The number of school districts in the U.S. was once much greater. Federal Department of Education data indicate that the total fell to 13,588 by 2010 from 117,108 in 1939. Much of the consolidation reflects the long-term trend away from one-room rural schoolhouses and the merger of previously remote systems.

But even as consolidation increased, one part of the education landscape resisted: growing U.S. suburbs. The contemporary configuration consists of large, center-city school systems often surrounded by a patchwork of much smaller suburban districts.

This configuration comes at a cost for city-dwellers, as demonstrated by Stanford economist Caroline M. Hoxby. Her 1994 paper “Does Competition Among Public Schools Benefit Students and Taxpayers?” examined the effect of greater public school choice due to a larger number of independent school districts in a metropolitan area. Hoxby found evidence that easier choice leads to greater productivity. Areas with greater opportunities for choice among public schools have lower per-pupil spending, lower teacher salaries, and larger classes. The same areas have better average student performance, as measured by students’ educational attainment, wages, and test scores.

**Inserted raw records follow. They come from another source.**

// SPDX-License-Identifier: PMPL-1.0-or-later
// Copyright (c) 2026 Jonathan D.A. Jewell (hyperpolymath) <jonathan.jewell@open.ac.uk>
//
// Core domain types for the Bondruck CloudPRNT client.
//
// Everything here is a transient, view-scoped snapshot: discovered printers
// live only for the duration of a review dialog, request structs are built
// from dialog input, sent once, and discarded.

use serde::{Deserialize, Serialize};

use crate::error::{BondruckError, Result};

/// A printer's MAC address — the unique identifier the CloudPRNT server
/// keys every printer by.
///
/// The server accepts both colon form (`00:11:62:12:34:56`, used in doc
/// records and RPC arguments) and dot form (`00.11.62.12.34.56`, used in
/// polling URLs). The server-supplied spelling is kept verbatim: adoption
/// is an exact-key lookup on the server side, so the value shown in a
/// review row and the value sent back must be the same string.
#[derive(Debug, Clone, PartialEq, Eq, Hash, Serialize, Deserialize)]
#[serde(try_from = "String", into = "String")]
pub struct MacAddress(String);

impl MacAddress {
    /// Validate a MAC address made of colon- or dot-separated hex pairs.
    pub fn parse(raw: &str) -> Result<Self> {
        let raw = raw.trim();
        let sep = if raw.contains(':') { ':' } else { '.' };
        let groups: Vec<&str> = raw.split(sep).collect();
        if groups.len() != 6
            || groups
                .iter()
                .any(|g| g.len() != 2 || !g.chars().all(|c| c.is_ascii_hexdigit()))
        {
            return Err(BondruckError::InvalidMac(raw.to_owned()));
        }
        Ok(Self(raw.to_owned()))
    }

    /// The address exactly as the server supplied it.
    pub fn as_str(&self) -> &str {
        &self.0
    }
}

impl std::fmt::Display for MacAddress {
    fn fmt(&self, f: &mut std::fmt::Formatter<'_>) -> std::fmt::Result {
        f.write_str(&self.0)
    }
}

impl std::str::FromStr for MacAddress {
    type Err = BondruckError;

    fn from_str(s: &str) -> Result<Self> {
        Self::parse(s)
    }
}

impl TryFrom<String> for MacAddress {
    type Error = BondruckError;

    fn try_from(s: String) -> Result<Self> {
        Self::parse(&s)
    }
}

impl From<MacAddress> for String {
    fn from(mac: MacAddress) -> Self {
        mac.0
    }
}

/// A printer that has polled the server but has no registered record yet.
///
/// Produced by the server's discovery endpoint; read-only for the lifetime
/// of one review dialog. Ceases to be "discovered" once adopted.
#[derive(Debug, Clone, PartialEq, Serialize, Deserialize)]
pub struct DiscoveredPrinter {
    pub mac_address: MacAddress,
    #[serde(default)]
    pub client_type: String,
    #[serde(default)]
    pub ip_address: String,
    #[serde(default)]
    pub poll_count: u64,
    /// Last HTTP status the printer reported while polling.
    #[serde(default)]
    pub status_code: Option<String>,
    /// Human-readable age of the discovery, e.g. "42s ago".
    #[serde(default)]
    pub time_since_first_seen: Option<String>,
}

/// A row of the settings record's registered-printer table.
#[derive(Debug, Clone, PartialEq, Serialize, Deserialize)]
pub struct RegisteredPrinter {
    pub label: String,
    pub mac_address: MacAddress,
    #[serde(default)]
    pub ip_address: Option<String>,
    #[serde(default, with = "int_bool")]
    pub online: bool,
}

/// Snapshot of the hosting CloudPRNT Settings record, as the flows see it.
#[derive(Debug, Clone, Default, PartialEq, Serialize, Deserialize)]
pub struct SettingsSnapshot {
    #[serde(default)]
    pub default_printer: String,
    #[serde(default, with = "int_bool")]
    pub enable_auto_print: bool,
    #[serde(default)]
    pub default_paper_width: String,
    #[serde(default)]
    pub header_logo_url: String,
    #[serde(default)]
    pub footer_logo_url: String,
    /// Registered printers; not populated by every endpoint.
    #[serde(default)]
    pub printers: Vec<RegisteredPrinter>,
}

impl SettingsSnapshot {
    /// The configured default printer, if any is set.
    pub fn default_printer_label(&self) -> Option<&str> {
        let label = self.default_printer.trim();
        (!label.is_empty()).then_some(label)
    }
}

/// Submission state of a document record (Frappe docstatus).
#[derive(Debug, Clone, Copy, PartialEq, Eq, Serialize, Deserialize)]
#[serde(try_from = "u8", into = "u8")]
pub enum DocStatus {
    Draft,
    Submitted,
    Cancelled,
}

impl DocStatus {
    /// Whether the record is finalized, i.e. permits receipt printing.
    pub fn is_finalized(self) -> bool {
        self == Self::Submitted
    }
}

impl TryFrom<u8> for DocStatus {
    type Error = String;

    fn try_from(code: u8) -> std::result::Result<Self, String> {
        match code {
            0 => Ok(Self::Draft),
            1 => Ok(Self::Submitted),
            2 => Ok(Self::Cancelled),
            other => Err(format!("unknown docstatus {other}")),
        }
    }
}

impl From<DocStatus> for u8 {
    fn from(status: DocStatus) -> u8 {
        match status {
            DocStatus::Draft => 0,
            DocStatus::Submitted => 1,
            DocStatus::Cancelled => 2,
        }
    }
}

/// Snapshot of the POS invoice record hosting the receipt button.
#[derive(Debug, Clone, PartialEq, Serialize, Deserialize)]
pub struct InvoiceSnapshot {
    pub name: String,
    pub docstatus: DocStatus,
}

/// Arguments for adopting a discovered printer. Sent once, then discarded.
#[derive(Debug, Clone, Serialize)]
pub struct AdoptionRequest {
    pub mac_address: MacAddress,
    pub label: String,
}

/// Arguments for a test print. Sent once, then discarded.
#[derive(Debug, Clone, Serialize)]
pub struct TestPrintRequest {
    pub printer: String,
    pub test_text: String,
}

/// Arguments for printing an invoice receipt. Sent once, then discarded.
#[derive(Debug, Clone, Serialize)]
pub struct InvoicePrintRequest {
    pub invoice_name: String,
}

/// Frappe serialises check fields as 0/1 rather than JSON booleans.
mod int_bool {
    use serde::{Deserialize, Deserializer, Serializer};

    #[derive(Deserialize)]
    #[serde(untagged)]
    enum IntOrBool {
        Int(u8),
        Bool(bool),
    }

    pub fn serialize<S: Serializer>(value: &bool, ser: S) -> Result<S::Ok, S::Error> {
        ser.serialize_u8(u8::from(*value))
    }

    pub fn deserialize<'de, D: Deserializer<'de>>(de: D) -> Result<bool, D::Error> {
        Ok(match IntOrBool::deserialize(de)? {
            IntOrBool::Int(n) => n != 0,
            IntOrBool::Bool(b) => b,
        })
    }
}

#[cfg(test)]
mod tests {
    use super::*;

    #[test]
    fn mac_parses_colon_form() {
        let mac = MacAddress::parse("00:11:62:12:34:56").unwrap();
        assert_eq!(mac.as_str(), "00:11:62:12:34:56");
    }

    #[test]
    fn mac_parses_dot_form() {
        let mac = MacAddress::parse("00.11.62.12.34.56").unwrap();
        assert_eq!(mac.as_str(), "00.11.62.12.34.56");
    }

    #[test]
    fn mac_keeps_server_casing_verbatim() {
        // The server registers polled printers under uppercase colon keys
        // and adoption is an exact-key lookup, so the spelling must survive
        // the round trip untouched.
        let mac = MacAddress::parse("00:11:62:AB:CD:EF").unwrap();
        assert_eq!(mac.as_str(), "00:11:62:AB:CD:EF");
        assert_eq!(String::from(mac), "00:11:62:AB:CD:EF");
    }

    #[test]
    fn mac_decoded_from_wire_displays_the_wire_value() {
        let mac: MacAddress = serde_json::from_str(r#""00:11:62:AB:CD:EF""#).unwrap();
        assert_eq!(mac.to_string(), "00:11:62:AB:CD:EF");
    }

    #[test]
    fn mac_rejects_garbage() {
        assert!(MacAddress::parse("").is_err());
        assert!(MacAddress::parse("00:11:62:12:34").is_err());
        assert!(MacAddress::parse("zz:11:62:12:34:56").is_err());
        assert!(MacAddress::parse("0011:62:12:34:56:78").is_err());
    }

    #[test]
    fn discovered_printer_decodes_server_payload() {
        let json = r#"{
            "mac_address": "00:11:62:12:34:56",
            "ip_address": "192.168.1.100",
            "client_type": "Star mC-Print3",
            "status_code": "200 OK",
            "poll_count": 5,
            "time_since_first_seen": "42s ago"
        }"#;
        let printer: DiscoveredPrinter = serde_json::from_str(json).unwrap();
        assert_eq!(printer.client_type, "Star mC-Print3");
        assert_eq!(printer.poll_count, 5);
        assert_eq!(printer.status_code.as_deref(), Some("200 OK"));
    }

    #[test]
    fn discovered_printer_tolerates_missing_optionals() {
        let json = r#"{"mac_address": "00:11:62:12:34:56"}"#;
        let printer: DiscoveredPrinter = serde_json::from_str(json).unwrap();
        assert_eq!(printer.poll_count, 0);
        assert!(printer.status_code.is_none());
    }

    #[test]
    fn settings_snapshot_decodes_frappe_ints() {
        let json = r#"{
            "default_printer": "Caisse 1",
            "enable_auto_print": 1,
            "default_paper_width": "80mm",
            "printers": [
                {"label": "Caisse 1", "mac_address": "00:11:62:12:34:56", "online": 1}
            ]
        }"#;
        let snap: SettingsSnapshot = serde_json::from_str(json).unwrap();
        assert!(snap.enable_auto_print);
        assert!(snap.printers[0].online);
        assert_eq!(snap.default_printer_label(), Some("Caisse 1"));
    }

    #[test]
    fn check_fields_accept_both_int_and_bool_spellings() {
        let snap: SettingsSnapshot =
            serde_json::from_str(r#"{"enable_auto_print": 1}"#).unwrap();
        assert!(snap.enable_auto_print);
        let snap: SettingsSnapshot =
            serde_json::from_str(r#"{"enable_auto_print": false}"#).unwrap();
        assert!(!snap.enable_auto_print);
        let json = serde_json::to_value(&snap).unwrap();
        assert_eq!(json["enable_auto_print"], 0);
    }

    #[test]
    fn empty_default_printer_is_none() {
        let snap = SettingsSnapshot::default();
        assert_eq!(snap.default_printer_label(), None);
    }

    #[test]
    fn docstatus_round_trips() {
        for (code, status) in [
            (0u8, DocStatus::Draft),
            (1, DocStatus::Submitted),
            (2, DocStatus::Cancelled),
        ] {
            assert_eq!(DocStatus::try_from(code).unwrap(), status);
            assert_eq!(u8::from(status), code);
        }
        assert!(DocStatus::try_from(3).is_err());
        assert!(DocStatus::Submitted.is_finalized());
        assert!(!DocStatus::Draft.is_finalized());
    }
}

Big cities interested both in improving educational achievement and striking a better balance between labor and public school parents should consider dividing their school district into multiple smaller ones. This should be more than decentralized management. These new, smaller city districts should be modeled on their suburban counterparts—with their own their own elected school boards and their own tax bases. Additional funding may come from voluntary local charitable contributions.

These new, smaller districts should be carefully drawn. States also should establish criteria for approving new district establishment, including an adequate property tax base. State governments may be the main force in catalyzing breakups, given the usual reluctance of management to cede turf.

Breaking up school districts into smaller pieces would not reverse gains realized by the labor movement. Public-sector employees would still be negotiate contracts with school districts. But increasing the number of districts would likely decrease the relative power of the labor movement by making school boards more sensitive to nearby competition and more responsive to parents. The eventual benefits to students could be significant.

Howard Husock is an adjunct scholar in domestic policy studies at the American Enterprise Institute, which published the recent paper, “The Case for Breaking Up Big Urban School Systems.” He is concurrently an executive senior fellow with the Philanthropy Roundtable.